● DIRECTIONS FOR THIS TASK
When a line in the listing contains the string "info", pick it out and copy it.

= Beginning of Section =

use crate::{
    overlay::Overlay,
    selection::{SelectionCoordinator, SelectionTrigger},
    usecases::{self, DisplayFilter},
    Catalog, Id, MarkerHandle, TimeOfDay, Venue,
};

/// One beer map view instance: the catalog, the list toggles, the
/// selection and the marker overlay.
///
/// All state transitions are synchronous reactions to single events;
/// there is no parallelism within one view.
#[derive(Debug, Default)]
pub struct MapView {
    catalog: Catalog,
    filter: DisplayFilter,
    selection: SelectionCoordinator,
    overlay: Option<Overlay>,
}

impl MapView {
    pub fn new(catalog: Catalog, overlay: Option<Overlay>) -> Self {
        Self {
            catalog,
            filter: DisplayFilter::default(),
            selection: SelectionCoordinator::default(),
            overlay,
        }
    }

    pub fn catalog(&self) -> &Catalog {
        &self.catalog
    }

    pub fn overlay(&self) -> Option<&Overlay> {
        self.overlay.as_ref()
    }

    pub fn filter(&self) -> DisplayFilter {
        self.filter
    }

    /// Flips the price sort toggle and returns the new value.
    pub fn toggle_sort_by_price(&mut self) -> bool {
        self.filter.sort_by_price_asc = !self.filter.sort_by_price_asc;
        self.filter.sort_by_price_asc
    }

    /// Flips the happy hour filter toggle and returns the new value.
    pub fn toggle_happy_hour_only(&mut self) -> bool {
        self.filter.only_happy_hour = !self.filter.only_happy_hour;
        self.filter.only_happy_hour
    }

    /// The filtered and sorted sidebar list as of `now`.
    pub fn displayed_at(&self, now: TimeOfDay) -> Vec<Venue> {
        usecases::derive_displayed_list(&self.catalog, &self.filter, now)
    }

    /// Same as [`Self::displayed_at`], evaluated on the local clock.
    pub fn displayed(&self) -> Vec<Venue> {
        self.displayed_at(TimeOfDay::now_local())
    }

    /// Selection triggered by a sidebar list entry.
    ///
    /// Returns `false` for ids that are not part of the catalog.
    pub fn select_from_list(&mut self, id: Id) -> bool {
        let Some(venue) = self.catalog.get(id) else {
            debug!("Ignoring list selection of unknown venue {id}");
            return false;
        };
        self.selection.select(
            venue,
            SelectionTrigger::List,
            self.overlay.as_ref().map(Overlay::map),
        );
        true
    }

    /// Selection triggered by a marker click; pans the camera there.
    ///
    /// Tolerates late events: clicks without an overlay (torn down or
    /// never initialized) and clicks on unknown markers are no-ops.
    pub fn marker_clicked(&mut self, handle: MarkerHandle) -> bool {
        let Some(overlay) = self.overlay.as_ref() else {
            debug!("Ignoring marker click without an overlay");
            return false;
        };
        let Some(venue) = overlay.venue_at(handle).and_then(|id| self.catalog.get(id)) else {
            debug!("Ignoring click on unknown marker {handle:?}");
            return false;
        };
        self.selection
            .select(venue, SelectionTrigger::Marker, Some(overlay.map()));
        true
    }

    pub fn clear_selection(&mut self) {
        self.selection.clear();
    }

    pub fn selected(&self) -> Option<Id> {
        self.selection.selected()
    }

    pub fn selected_venue(&self) -> Option<&Venue> {
        self.selection.selected().and_then(|id| self.catalog.get(id))
    }

    /// Drops the marker overlay; events arriving afterwards are no-ops.
    pub fn teardown(&mut self) {
        self.selection.clear();
        self.overlay = None;
    }
}
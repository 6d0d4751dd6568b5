#![deny(missing_debug_implementations)]
#![cfg_attr(test, deny(warnings))]

//! # beermap-entities
//!
//! Reusable, agnostic domain entities for the beer map.
//!
//! The entities only contain generic functionality that does not reveal any
//! application-specific business logic.

pub mod catalog;
pub mod geo;
pub mod id;
pub mod price;
pub mod rating;
pub mod time_of_day;
pub mod venue;
use thiserror::Error;

use beermap_entities::geo::MapPoint;

/// Initial zoom level of a newly constructed map.
pub const DEFAULT_ZOOM: u8 = 12;

/// Minimum zoom level after focusing a venue from the list.
pub const MIN_FOCUS_ZOOM: u8 = 14;

/// Logical edge length of a marker icon in pixels.
pub const MARKER_ICON_SIZE_PX: u32 = 36;

#[derive(Debug, Error)]
pub enum MapError {
    #[error("The map library is not available: {0}")]
    Unavailable(String),
    #[error(transparent)]
    Other(#[from] anyhow::Error),
}

/// Opaque reference to a marker owned by the map instance.
#[derive(Debug, Clone, Copy, Eq, PartialEq, Hash)]
pub struct MarkerHandle(pub u64);

#[derive(Debug, Clone, PartialEq)]
pub struct MarkerIcon {
    /// Inline image reference, e.g. a `data:` URL.
    pub url: String,
    pub size_px: u32,
}

#[derive(Debug, Clone, PartialEq)]
pub struct NewMarker<'a> {
    pub pos: MapPoint,
    pub title: &'a str,
    pub icon: MarkerIcon,
}

#[derive(Debug, Clone, Copy, PartialEq)]
pub struct MapOptions {
    pub center: MapPoint,
    pub zoom: u8,
}

/// Asynchronously initialized loader of the external map library.
///
/// Loading blocks until the library is ready and is run on a dedicated
/// blocking task by the initialization flow.
pub trait MapLoader: Send {
    fn load(&self) -> Result<Box<dyn MapApi>, MapError>;
}

/// The loaded map library, able to construct map instances.
pub trait MapApi: Send {
    fn new_map(&self, options: MapOptions) -> Result<Box<dyn MapGateway>, MapError>;
}

/// Capabilities consumed from one external map instance.
///
/// Implementations use interior mutability; the map instance is owned by
/// the external collaborator and only commanded through this trait.
pub trait MapGateway: Send {
    fn add_marker(&self, marker: NewMarker<'_>) -> Result<MarkerHandle, MapError>;
    fn pan_to(&self, pos: MapPoint);
    fn zoom(&self) -> u8;
    fn set_zoom(&self, zoom: u8);
}
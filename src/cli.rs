use std::path::PathBuf;

use anyhow::Result;
use clap::Parser;

use beermap_application::prelude::*;
use beermap_core::usecases::is_happy_hour_active;
use beermap_entities::{id::Id, time_of_day::TimeOfDay};
use beermap_gateways::{HttpDatasetGateway, LogMapLoader};

use crate::config::Config;

#[derive(Debug, Parser)]
#[command(name = "beermap", version, about = "Venues on a map, by happy hour and price")]
struct Args {
    /// Path to the TOML configuration file
    #[arg(long, value_name = "FILE")]
    config: Option<PathBuf>,

    /// URL of the venue dataset document
    #[arg(long, value_name = "URL")]
    data_url: Option<String>,

    /// Sort the list by price, ascending
    #[arg(long)]
    sort_by_price: bool,

    /// Show only venues whose happy hour is still running
    #[arg(long)]
    only_happy_hour: bool,

    /// Select a venue and print its details
    #[arg(long, value_name = "ID")]
    select: Option<u64>,
}

pub fn run() -> Result<()> {
    dotenvy::dotenv().ok();
    let args = Args::parse();

    let mut cfg = Config::try_load_from_file_or_default(args.config.as_deref())?;
    if let Some(url) = args.data_url {
        cfg.data_url = url;
    }

    let dataset = HttpDatasetGateway::new(cfg.data_url.clone());
    let map_loader = cfg.map_api_key.as_ref().map(|_| LogMapLoader);

    let runtime = tokio::runtime::Runtime::new()?;
    let mut view = runtime.block_on(init_map_view(dataset, map_loader));

    if args.sort_by_price {
        view.toggle_sort_by_price();
    }
    if args.only_happy_hour {
        view.toggle_happy_hour_only();
    }
    if let Some(id) = args.select {
        view.select_from_list(Id::from(id));
    }

    let now = TimeOfDay::now_local();
    let venues = view.displayed_at(now);
    if venues.is_empty() {
        println!("No matching venues.");
    } else {
        for venue in &venues {
            let status = if is_happy_hour_active(venue.happy_hour_end, now) {
                "happy hour"
            } else {
                "regular"
            };
            println!(
                "{:>6}  {:<32} {:>8}  {}",
                venue.id, venue.name, venue.price, status
            );
        }
    }

    if let Some(venue) = view.selected_venue() {
        println!();
        println!("{}", venue.name);
        println!("  rating:          {:.1}", venue.rating.rounded_to_half());
        println!("  cheapest beer:   {}", venue.price);
        println!("  happy hour ends: {}", venue.happy_hour_end);
        println!("  map link:        {}", venue.address);
        if let Some(description) = &venue.description {
            println!("  {description}");
        }
    }

    Ok(())
}
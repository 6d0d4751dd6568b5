use std::sync::atomic::{AtomicU64, AtomicU8, Ordering};

use beermap_core::gateways::{
    MapApi, MapError, MapGateway, MapLoader, MapOptions, MarkerHandle, NewMarker,
};
use beermap_entities::geo::MapPoint;

/// Headless map backend that logs every consumed capability.
///
/// Stands in for a real mapping engine when the view runs without a
/// rendering surface, e.g. in the CLI.
#[derive(Debug, Default)]
pub struct LogMapLoader;

impl MapLoader for LogMapLoader {
    fn load(&self) -> Result<Box<dyn MapApi>, MapError> {
        log::debug!("Map library loaded");
        Ok(Box::new(LogMapApi))
    }
}

#[derive(Debug)]
struct LogMapApi;

impl MapApi for LogMapApi {
    fn new_map(&self, options: MapOptions) -> Result<Box<dyn MapGateway>, MapError> {
        log::info!(
            "New map centered at {} with zoom {}",
            options.center,
            options.zoom
        );
        Ok(Box::new(LogMap {
            next_marker: AtomicU64::new(0),
            zoom: AtomicU8::new(options.zoom),
        }))
    }
}

/// One headless map instance with a tracked zoom level.
#[derive(Debug)]
pub struct LogMap {
    next_marker: AtomicU64,
    zoom: AtomicU8,
}

impl MapGateway for LogMap {
    fn add_marker(&self, marker: NewMarker<'_>) -> Result<MarkerHandle, MapError> {
        let handle = MarkerHandle(self.next_marker.fetch_add(1, Ordering::Relaxed));
        log::debug!("Marker {handle:?} at {} ({})", marker.pos, marker.title);
        Ok(handle)
    }

    fn pan_to(&self, pos: MapPoint) {
        log::info!("Camera pans to {pos}");
    }

    fn zoom(&self) -> u8 {
        self.zoom.load(Ordering::Relaxed)
    }

    fn set_zoom(&self, zoom: u8) {
        self.zoom.store(zoom, Ordering::Relaxed);
        log::info!("Zoom set to {zoom}");
    }
}
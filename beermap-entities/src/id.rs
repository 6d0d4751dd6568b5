use std::fmt;

/// Stable public identifier of a venue, unique within one catalog.
#[derive(Debug, Default, Clone, Copy, Eq, PartialEq, Ord, PartialOrd, Hash)]
pub struct Id(u64);

impl Id {
    pub const fn value(self) -> u64 {
        self.0
    }
}

impl From<u64> for Id {
    fn from(from: u64) -> Self {
        Self(from)
    }
}

impl From<Id> for u64 {
    fn from(from: Id) -> Self {
        from.0
    }
}

impl fmt::Display for Id {
    fn fmt(&self, f: &mut fmt::Formatter) -> Result<(), fmt::Error> {
        write!(f, "{}", self.0)
    }
}
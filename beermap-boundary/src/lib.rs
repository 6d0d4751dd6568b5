//! Serializable, anemic data structures for the beer map dataset document.

use serde::{Deserialize, Serialize};

mod conv;

pub use self::conv::ConversionError;

/// One flat venue record of the dataset document.
///
/// The document is a JSON array of these records with camelCase field
/// names; `happyHourEnd` is a `"HH:MM"` time-of-day string.
#[rustfmt::skip]
#[derive(Debug, Clone, PartialEq, Serialize, Deserialize)]
#[serde(rename_all = "camelCase")]
pub struct VenueRecord {
    pub id             : u64,
    pub name           : String,
    pub lat            : f64,
    pub lng            : f64,
    pub cheapest_beer  : f64,
    pub happy_hour_end : String,
    pub address        : String,
    pub rating         : f64,
    #[serde(default, skip_serializing_if = "Option::is_none")]
    pub description    : Option<String>,
}
//! # beermap-application
//!
//! Stateful flows of the beer map view: the initialization join, the
//! selection coordinator and the marker overlay, wired to the gateway
//! traits of `beermap-core`.

#[macro_use]
extern crate log;

mod icon;
mod init;
mod overlay;
mod selection;
mod view;

pub mod error;

pub mod prelude {
    pub use super::{icon::*, init::*, overlay::*, selection::*, view::*};
}

pub type Result<T> = std::result::Result<T, error::AppError>;

pub(crate) use beermap_core::{gateways::*, usecases};
pub(crate) use beermap_entities::{catalog::*, geo::*, id::*, time_of_day::*, venue::*};

#[cfg(test)]
pub(crate) mod tests;
use std::collections::BTreeMap;

use serde::{Deserialize, Serialize};

#[derive(Clone, Debug, PartialEq, Eq, Serialize, Deserialize)]
pub struct Entity {
    pub id: String,
    pub label: String,
    #[serde(default)]
    pub properties: BTreeMap<String, String>,
}

impl Entity {
    pub fn property(&self, key: &str) -> Option<&str> {
        self.properties
            .get(key)
            .map(String::as_str)
            .filter(|value| !value.trim().is_empty())
    }
}

#[derive(Clone, Debug, PartialEq, Eq, Serialize, Deserialize)]
pub struct Relationship {
    pub from_id: String,
    pub to_id: String,
    pub rel_type: String,
    #[serde(default)]
    pub properties: BTreeMap<String, String>,
}

#[derive(Clone, Debug, Default, PartialEq, Eq, Serialize, Deserialize)]
pub struct GraphData {
    #[serde(default)]
    pub entities: Vec<Entity>,
    #[serde(default)]
    pub relationships: Vec<Relationship>,
}

impl GraphData {
    pub fn entity_ids(&self) -> Vec<String> {
        self.entities.iter().map(|entity| entity.id.clone()).collect()
    }
}

#[derive(Clone, Copy, Debug, Default, PartialEq, Eq, Serialize, Deserialize)]
pub struct KnowledgeStats {
    #[serde(default)]
    pub documents: u64,
    #[serde(default)]
    pub entities: u64,
    #[serde(default)]
    pub relationships: u64,
}

#[derive(Clone, Debug, PartialEq, Eq, Serialize, Deserialize)]
pub struct DocumentSummary {
    pub doc_id: String,
    #[serde(default)]
    pub content: Option<String>,
}

#[derive(Clone, Debug, Default, PartialEq, Eq, Serialize, Deserialize)]
pub struct DocumentList {
    #[serde(default)]
    pub documents: Vec<DocumentSummary>,
    #[serde(default)]
    pub count: u64,
}

#[derive(Clone, Debug, Default, PartialEq, Eq, Serialize, Deserialize)]
pub struct SeedResponse {
    #[serde(default)]
    pub status: Option<String>,
    #[serde(default)]
    pub documents_ingested: Option<u64>,
    #[serde(default)]
    pub message: Option<String>,
}

impl SeedResponse {
    pub fn summary(&self) -> String {
        if let Some(message) = &self.message {
            return message.clone();
        }

        match (self.documents_ingested, self.status.as_deref()) {
            (Some(count), _) => format!("Seeded {count} documents"),
            (None, Some(status)) => format!("Seed finished: {status}"),
            (None, None) => "Sample data seeded".to_owned(),
        }
    }
}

= End of Section =

● ANSWER SECTION
        log::info!(
        log::info!("Camera pans to {pos}");
        log::info!("Zoom set to {zoom}");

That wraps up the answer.